On Friday, President Trump issued an executive order to implement what is known as the international pricing index (IPI) model for Medicare Part B drugs and biologicals. The ostensible goal of the executive order is to lower drug prices. This supposedly would be accomplished by pegging the price that the Medicare system pays for drugs to a level closer to the prices paid in a collection of other countries.
The IPI model represents bad public policy and poor negotiation: It abdicates all responsibility for market negotiation in favor of adopting the vagaries of foreign countries’ economic and pricing policies. The problem is that the comparison countries have warped prescription drug markets with socialist price controls.
In this year’s State of the Union Address, President Trump said, “We will never let socialism destroy American healthcare.” Yet the IPI model would be a step in that exact direction. President Trump should know that we can’t put America first by injecting lousy socialist ideas into our healthcare system.
The IPI model will do just that—injecting sweeping changes to the drug and biological supply chain that will have implications for manufacturers, distributors, group purchasing organizations, hospitals, and physician clinics, among others. The negative consequences of imposing the IPI model will certainly outweigh the benefits.
The IPI model will be imposed on a large share of physicians and hospitals nationwide. By extension, these providers’ patients will be forced to adhere to the price-controlled model, too. This will reduce reimbursement for these hospitals and physicians’ practices which could force many of them to close and consolidate with larger health systems, thus making healthcare less accessible.
The IPI model will reduce the options available for doctors to offer their patients, thus undermining the overall quality of care. This is why many physician organizations have so vocally opposed the IPI model.
Of the 27 drugs the Trump administration itself has examined, only 41 percent were universally available in 16 comparison countries. Ninety-five percent of new cancer drugs are available in the United States. Only 55 percent in the comparison countries; and the average lag between the time cancer drugs are available in the U.S. compared to elsewhere is 17 months.
It should be obvious to any observer of global health care policy that socialist price controls are harmful to patients and will be harmful to the American economy.
Why would Americans want to be like those foreign countries where people suffer without proper medications and die early because they lack lifesaving medicines?

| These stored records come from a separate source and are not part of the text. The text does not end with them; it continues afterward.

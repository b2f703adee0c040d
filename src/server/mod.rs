// Server module
// Listener setup, the accept loop and per-connection serving

pub mod connection;
pub mod listener;
pub mod server_loop;
pub mod signal;

pub use listener::create_listener;
pub use server_loop::start_server_loop;
pub use signal::shutdown_signal;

The best way to lower consumer drug prices is to encourage a competitive marketplace, not to impose more government intervention. Improving approval processes at the FDA would enable drugs to enter the marketplace faster. It currently takes a decade or more to receive FDA approval for new drugs and generics and costs billions of dollars to obtain the data necessary to do so. A more efficient FDA approval process would reduce costs for drug manufacturers, and thereby lower drug prices.

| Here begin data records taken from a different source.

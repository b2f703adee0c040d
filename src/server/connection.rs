// Connection handling module
// Accepts a TCP connection and serves HTTP/1.1 on it until the peer leaves
// or shutdown is requested

use hyper::server::conn::http1;
use hyper::service::service_fn;
use hyper_util::rt::{TokioIo, TokioTimer};
use std::net::SocketAddr;
use std::sync::atomic::{AtomicUsize, Ordering};
use std::sync::Arc;
use std::time::Duration;
use tokio::net::TcpStream;
use tokio::sync::watch;

use crate::config::AppState;
use crate::handler;
use crate::logger;

/// Accept and process a connection, checking the connection limit.
///
/// # Arguments
///
/// * `stream` - The TCP stream to handle
/// * `peer_addr` - The peer's socket address
/// * `state` - Shared application state
/// * `conn_counter` - Active connection counter
/// * `shutdown` - Flips to `true` when the server is stopping
pub fn accept_connection(
    stream: TcpStream,
    peer_addr: SocketAddr,
    state: &Arc<AppState>,
    conn_counter: &Arc<AtomicUsize>,
    shutdown: &watch::Receiver<bool>,
) {
    // Increment first, then check, so two accepts cannot both slip under the limit
    let prev_count = conn_counter.fetch_add(1, Ordering::SeqCst);

    if let Some(max_conn) = state.config.performance.max_connections {
        if prev_count >= usize::try_from(max_conn).unwrap_or(usize::MAX) {
            conn_counter.fetch_sub(1, Ordering::SeqCst);
            logger::log_warning(&format!(
                "Max connections reached: {prev_count}/{max_conn}. Connection rejected."
            ));
            drop(stream);
            return;
        }
    }

    logger::log_connection_accepted(&peer_addr);

    handle_connection(
        stream,
        peer_addr,
        Arc::clone(state),
        Arc::clone(conn_counter),
        shutdown.clone(),
    );
}

/// Serve one connection in a local task, decrementing the counter when done
fn handle_connection(
    stream: TcpStream,
    peer_addr: SocketAddr,
    state: Arc<AppState>,
    conn_counter: Arc<AtomicUsize>,
    mut shutdown: watch::Receiver<bool>,
) {
    tokio::task::spawn_local(async move {
        let io = TokioIo::new(stream);
        let read_timeout = Duration::from_secs(state.config.performance.read_timeout);

        let mut builder = http1::Builder::new();
        builder
            .keep_alive(state.config.performance.keep_alive)
            .timer(TokioTimer::new())
            .header_read_timeout(read_timeout);

        let conn = builder.serve_connection(
            io,
            service_fn(move |req| handler::handle_request(req, Arc::clone(&state), peer_addr)),
        );
        tokio::pin!(conn);

        let result = tokio::select! {
            result = conn.as_mut() => result,
            _ = shutdown.wait_for(|stopping| *stopping) => {
                // Finish the in-flight request, then close instead of idling
                conn.as_mut().graceful_shutdown();
                conn.as_mut().await
            }
        };
        if let Err(err) = result {
            logger::log_connection_error(&err);
        }

        conn_counter.fetch_sub(1, Ordering::SeqCst);
    });
}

Particularly regarding biologic drugs like gene therapies, which are extraordinarily difficult to invent and exceptionally expensive to develop, the disincentives to development will likely result in vital drug therapies being unavailable—indeed undiscovered. In addition to providing life-saving drugs for patients, America’s competitive pricing structure has encouraged research and development and thus benefited universities and other research organizations that have worked to discover new drugs.
Protecting a competitive market for drugs is particularly important in encouraging the invention of new biologic pharmaceuticals and medical devices. The IPI model will disproportionately target treatments for complex conditions like cancer and rheumatoid arthritis that are often required to be administered by a physician.
The IPI model’s implications for revenue and R&D will create a disincentive both to develop new physician-administered drugs for patients with serious diseases and to develop competing drugs that would help the market function effectively. The IPI model will hurt the U.S. biopharma R&D ecosystem and push the R&D (and even soft power) to China and elsewhere.
American healthcare will suffer, becoming more like the healthcare in the countries to which drug prices are pegged. Ultimately, the Trump administration’s proposed IPI model will cost lives.
The long-term result of the IPI model will be to encourage a race to the bottom for the American healthcare system. It’s the wrong approach to addressing healthcare costs, and President Trump should rescind this executive order.